Misc., by Liz Valasco. This is a mysterious little six-page mini about a bullying incident on a bus involving a kid with a Moon Pie for a head. Valasco's cramped, scribbly style is a good match for the story that begins with the absurd, moves into the tragic and ends on a mystical note. The Moon Pie kid, it is hinted, is some kind of immortal being who nonetheless appears to be a child and who goes to school with other children. Valasco's dialogue is pitch-perfect in the way that she depicts a particular kind of cruelty, one that's almost inquisitive and inviting, and then turns on a dime into fantasy material. It's solid work.

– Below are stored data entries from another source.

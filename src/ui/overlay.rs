use ratatui::buffer::Buffer;
use ratatui::layout::{Alignment, Rect};
use ratatui::style::{Color, Modifier, Style};
use ratatui::text::Line;
use ratatui::widgets::{Block, Borders, Clear, Widget};
use unicode_width::UnicodeWidthStr;

pub const MIN_COLS: u16 = 80;
pub const MIN_ROWS: u16 = 24;

/// What a modal asks of the overlay manager. Sizes are requests; the
/// manager clamps them to the current screen on every draw.
#[derive(Debug, Clone, PartialEq, Eq)]
pub struct OverlayLayout {
    pub height: u16,
    pub width: u16,
    pub title: String,
    pub footer: Option<String>,
}

impl OverlayLayout {
    pub fn new(height: u16, width: u16, title: impl Into<String>) -> Self {
        Self {
            height,
            width,
            title: title.into(),
            footer: None,
        }
    }

    pub fn footer(mut self, footer: impl Into<String>) -> Self {
        self.footer = Some(footer.into());
        self
    }
}

pub fn is_too_small(screen: Rect) -> bool {
    screen.width < MIN_COLS || screen.height < MIN_ROWS
}

/// Centers a `height` x `width` window in `screen`, never larger than
/// `(rows - 2, cols - 2)`.
pub fn overlay_rect(screen: Rect, height: u16, width: u16) -> Rect {
    let height = height.min(screen.height.saturating_sub(2));
    let width = width.min(screen.width.saturating_sub(2));
    let top = (screen.height - height) / 2;
    let left = (screen.width - width) / 2;
    Rect::new(screen.x + left, screen.y + top, width, height)
}

/// Dims everything already drawn.
pub fn draw_scrim(buf: &mut Buffer) {
    let area = buf.area;
    buf.set_style(area, Style::default().add_modifier(Modifier::DIM));
}

/// One-cell shadow along the right and bottom edges of `window`, clipped to
/// the buffer.
pub fn draw_shadow(buf: &mut Buffer, window: Rect) {
    let screen = buf.area;
    let style = Style::default().bg(Color::Black).add_modifier(Modifier::DIM);
    let right = window.right();
    if right < screen.right() {
        for y in window.top() + 1..(window.bottom() + 1).min(screen.bottom()) {
            shade_cell(buf, right, y, style);
        }
    }
    let bottom = window.bottom();
    if bottom < screen.bottom() {
        let end = window.right().min(screen.right().saturating_sub(1));
        for x in window.left() + 1..end {
            shade_cell(buf, x, bottom, style);
        }
    }
}

fn shade_cell(buf: &mut Buffer, x: u16, y: u16, style: Style) {
    if contains(buf.area, x, y) {
        buf.get_mut(x, y).set_symbol(" ").set_style(style);
    }
}

/// Clears `window`, draws its border with a centered title and the footer
/// hint on the last inner row. Returns the padded content area above the
/// footer.
pub fn draw_window(buf: &mut Buffer, window: Rect, layout: &OverlayLayout) -> Rect {
    let window = window.intersection(buf.area);
    if window.width < 2 || window.height < 2 {
        return Rect::new(window.x, window.y, 0, 0);
    }
    Clear.render(window, buf);
    let mut block = Block::default()
        .borders(Borders::ALL)
        .border_style(Style::default().fg(Color::Cyan));
    if !layout.title.is_empty() {
        block = block
            .title(format!(" {} ", layout.title))
            .title_alignment(Alignment::Center);
    }
    block.render(window, buf);

    let inner_width = window.width.saturating_sub(4);
    let inner_height = window.height.saturating_sub(2);
    if let Some(footer) = &layout.footer {
        if inner_height > 0 {
            put_str(
                buf,
                window.x + 2,
                window.bottom() - 2,
                footer,
                inner_width,
                Style::default().add_modifier(Modifier::DIM),
            );
        }
    }
    let content_height = if layout.footer.is_some() {
        inner_height.saturating_sub(1)
    } else {
        inner_height
    };
    Rect::new(window.x + 2, window.y + 1, inner_width, content_height)
}

/// Writes `text` at `(x, y)`, at most `max_width` columns, dropping anything
/// that falls outside the buffer.
pub fn put_str(buf: &mut Buffer, x: u16, y: u16, text: &str, max_width: u16, style: Style) {
    let area = buf.area;
    if !contains(area, x, y) {
        return;
    }
    let width = max_width.min(area.right() - x);
    if width == 0 {
        return;
    }
    buf.set_stringn(x, y, text, width as usize, style);
}

/// Styled variant of [`put_str`].
pub fn put_spans(buf: &mut Buffer, x: u16, y: u16, line: &Line<'_>, max_width: u16) {
    let area = buf.area;
    if !contains(area, x, y) {
        return;
    }
    let width = max_width.min(area.right() - x);
    if width > 0 {
        buf.set_line(x, y, line, width);
    }
}

/// Writes `text` on `row` of `area`, clipped to the area.
pub fn put_line(buf: &mut Buffer, area: Rect, row: u16, text: &str, style: Style) {
    if row >= area.height {
        return;
    }
    put_str(buf, area.x, area.y + row, text, area.width, style);
}

/// Writes `text` right-aligned on `row` of `area`.
pub fn put_right(buf: &mut Buffer, area: Rect, row: u16, text: &str, style: Style) {
    let width = UnicodeWidthStr::width(text) as u16;
    if width > area.width {
        return;
    }
    put_str(buf, area.right() - width, area.y + row, text, width, style);
}

fn contains(area: Rect, x: u16, y: u16) -> bool {
    x >= area.left() && x < area.right() && y >= area.top() && y < area.bottom()
}

#[cfg(test)]
mod tests {
    use super::*;

    fn screen(width: u16, height: u16) -> Rect {
        Rect::new(0, 0, width, height)
    }

    #[test]
    fn overlay_is_centered_and_clamped() {
        assert_eq!(overlay_rect(screen(80, 24), 10, 40), Rect::new(20, 7, 40, 10));
        assert_eq!(overlay_rect(screen(30, 10), 20, 78), Rect::new(1, 1, 28, 8));
        assert_eq!(overlay_rect(screen(1, 1), 5, 5), Rect::new(0, 0, 0, 0));
    }

    #[test]
    fn overlay_recenters_for_new_size() {
        let small = overlay_rect(screen(80, 24), 12, 40);
        let large = overlay_rect(screen(120, 40), 12, 40);
        assert_ne!(small, large);
        assert_eq!(large, Rect::new(40, 14, 40, 12));
    }

    #[test]
    fn window_draws_title_footer_and_content_area() {
        let mut buf = Buffer::empty(screen(40, 12));
        let window = overlay_rect(buf.area, 8, 30);
        let layout = OverlayLayout::new(8, 30, "Pick").footer("Esc back");
        let content = draw_window(&mut buf, window, &layout);

        assert_eq!(window, Rect::new(5, 2, 30, 8));
        assert_eq!(content, Rect::new(7, 3, 26, 5));
        let top: String = (window.x..window.right())
            .map(|x| buf.get(x, window.y).symbol().to_string())
            .collect();
        assert!(top.contains(" Pick "), "{top}");
        let footer_row: String = (window.x..window.right())
            .map(|x| buf.get(x, window.bottom() - 2).symbol().to_string())
            .collect();
        assert!(footer_row.contains("Esc back"));
    }

    #[test]
    fn shadow_stays_inside_buffer() {
        let mut buf = Buffer::empty(screen(10, 5));
        draw_shadow(&mut buf, Rect::new(0, 0, 10, 5));
        draw_shadow(&mut buf, Rect::new(7, 3, 5, 5));
        let mut buf = Buffer::empty(screen(20, 10));
        draw_shadow(&mut buf, Rect::new(2, 2, 6, 4));
        assert_eq!(buf.get(8, 3).bg, Color::Black);
        assert_eq!(buf.get(3, 6).bg, Color::Black);
        assert_ne!(buf.get(2, 6).bg, Color::Black);
    }

    #[test]
    fn out_of_bounds_text_is_dropped() {
        let mut buf = Buffer::empty(screen(5, 2));
        put_str(&mut buf, 9, 9, "nope", 4, Style::default());
        put_str(&mut buf, 3, 1, "abcdef", 10, Style::default());
        assert_eq!(buf.get(3, 1).symbol(), "a");
        assert_eq!(buf.get(4, 1).symbol(), "b");
        put_line(&mut buf, Rect::new(0, 0, 5, 2), 7, "x", Style::default());
    }

    #[test]
    fn tiny_window_is_harmless() {
        let mut buf = Buffer::empty(screen(3, 3));
        let layout = OverlayLayout::new(10, 10, "Title").footer("footer");
        let window = overlay_rect(buf.area, 10, 10);
        let content = draw_window(&mut buf, window, &layout);
        assert_eq!(content.width, 0);
    }
}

Blobby Boys, by Alex Schubert (Koyama Press). I've been seeing dribs and drabs of this comic in anthologies, minicomics and various other places for quite some time. Even this slim, collected edition feels like yet more prologue to a larger, denser work. I'll repeat what I said in an earlier review: "Schubert is a funny cartoonist whose work seems heavily influenced by Dan Clowes' early Eightball work. There's a large array of gag-oriented strips that take on cultural detritus that feature cartoony, grotesque characters. Schubert also touches on true absurdity in his takedowns of tough post-modernist posing with his title characters, who are literally slime-shaped people who get into all sorts of mischief, including killing members of a rival band after a gig at a club. With characters like Aging Hipster ("Have you heard the new Arcade Fire?") and Punk Dad as well as Schubert's own observations like Paper Blog and a review of a bizarre musician called The Spoiler, there's a tremendous amount of skill and polish on display here for such a young cartoonist." There's additional material in here involving Cyber Surfer and Killer Driller, wherein Schubert invokes some Michael DeForge style "drippy drawing" in a more overtly humorous and deliberately stiff style. There's also an extended strip featuring Art Critic, another Clowesian send-up that aims to generate more laughs than particular satirical points. Indeed, even if many of Schubert's comics have an aesthetic or cultural point of view and make that point in a forceful manner, the joke is still the thing. His peculiar drawing style transcends his influences as they mesh together computer drawings, graffiti, video games, album cover art and other cultural touchstones outside of but related to comics. I could read another 200 pages of gags set in this particular visual world.

Trim #1, by Aaron Lange. Speaking of Clowes, Lange draws his visual inspiration not so much directly from Clowes but from the sort of art that inspired him: advertising art, romance comics, and junk culture. Lange is a smart storyteller and observer whose work is a sort of second cousin to that of Tim Lane's, as he documents and interacts with people who are outsiders, cast out of and away from society. Take "Vietnam Tom", a story wherein Lange listens to the rantings of a Viet Nam veteran that show moments of clarity and sensitivity in-between moments of sheer, ridiculous madness. Lange keeps it light in this story, setting up the anecdotes as a series of gags.What I like best about Lange's comics is that he has an interest in underground culture without necessarily revering it. For example, "When I Grow Up I Wanna Be Like...William S. Burroughs" takes a wrecking ball to the legendary writer's mystique and hilariously catalogs all of the awful things the writer did and had happen to him. Worst of all: "be read by idiots".

There's no question that the highlight of the issue is "Dog and Kitty", an epic autobio story that reads sort of like a Denny Eichhorn story (or maybe Peter Bagge's Stinky Brown), only one where he makes nothing but bad decisions. It's a story too ludicrous to be faked, as it involves Lange and his burgeoning heroin addiction some time back, and the violent, psychopath dealer he hung out with from time to time ("Dog") as well as his crazed, bestiality-loving girlfriend ("Kitty"). It's a story that involves guns, Nazi fetish porn, accepting an offer to let Dog grow pot in Lange's basement, and the horrible numbness to everything that comes along with being a junkie. Trim has the feel of being an exploitation comic, only Lange is exploiting himself and his own observations and experiences for maximum comic effect.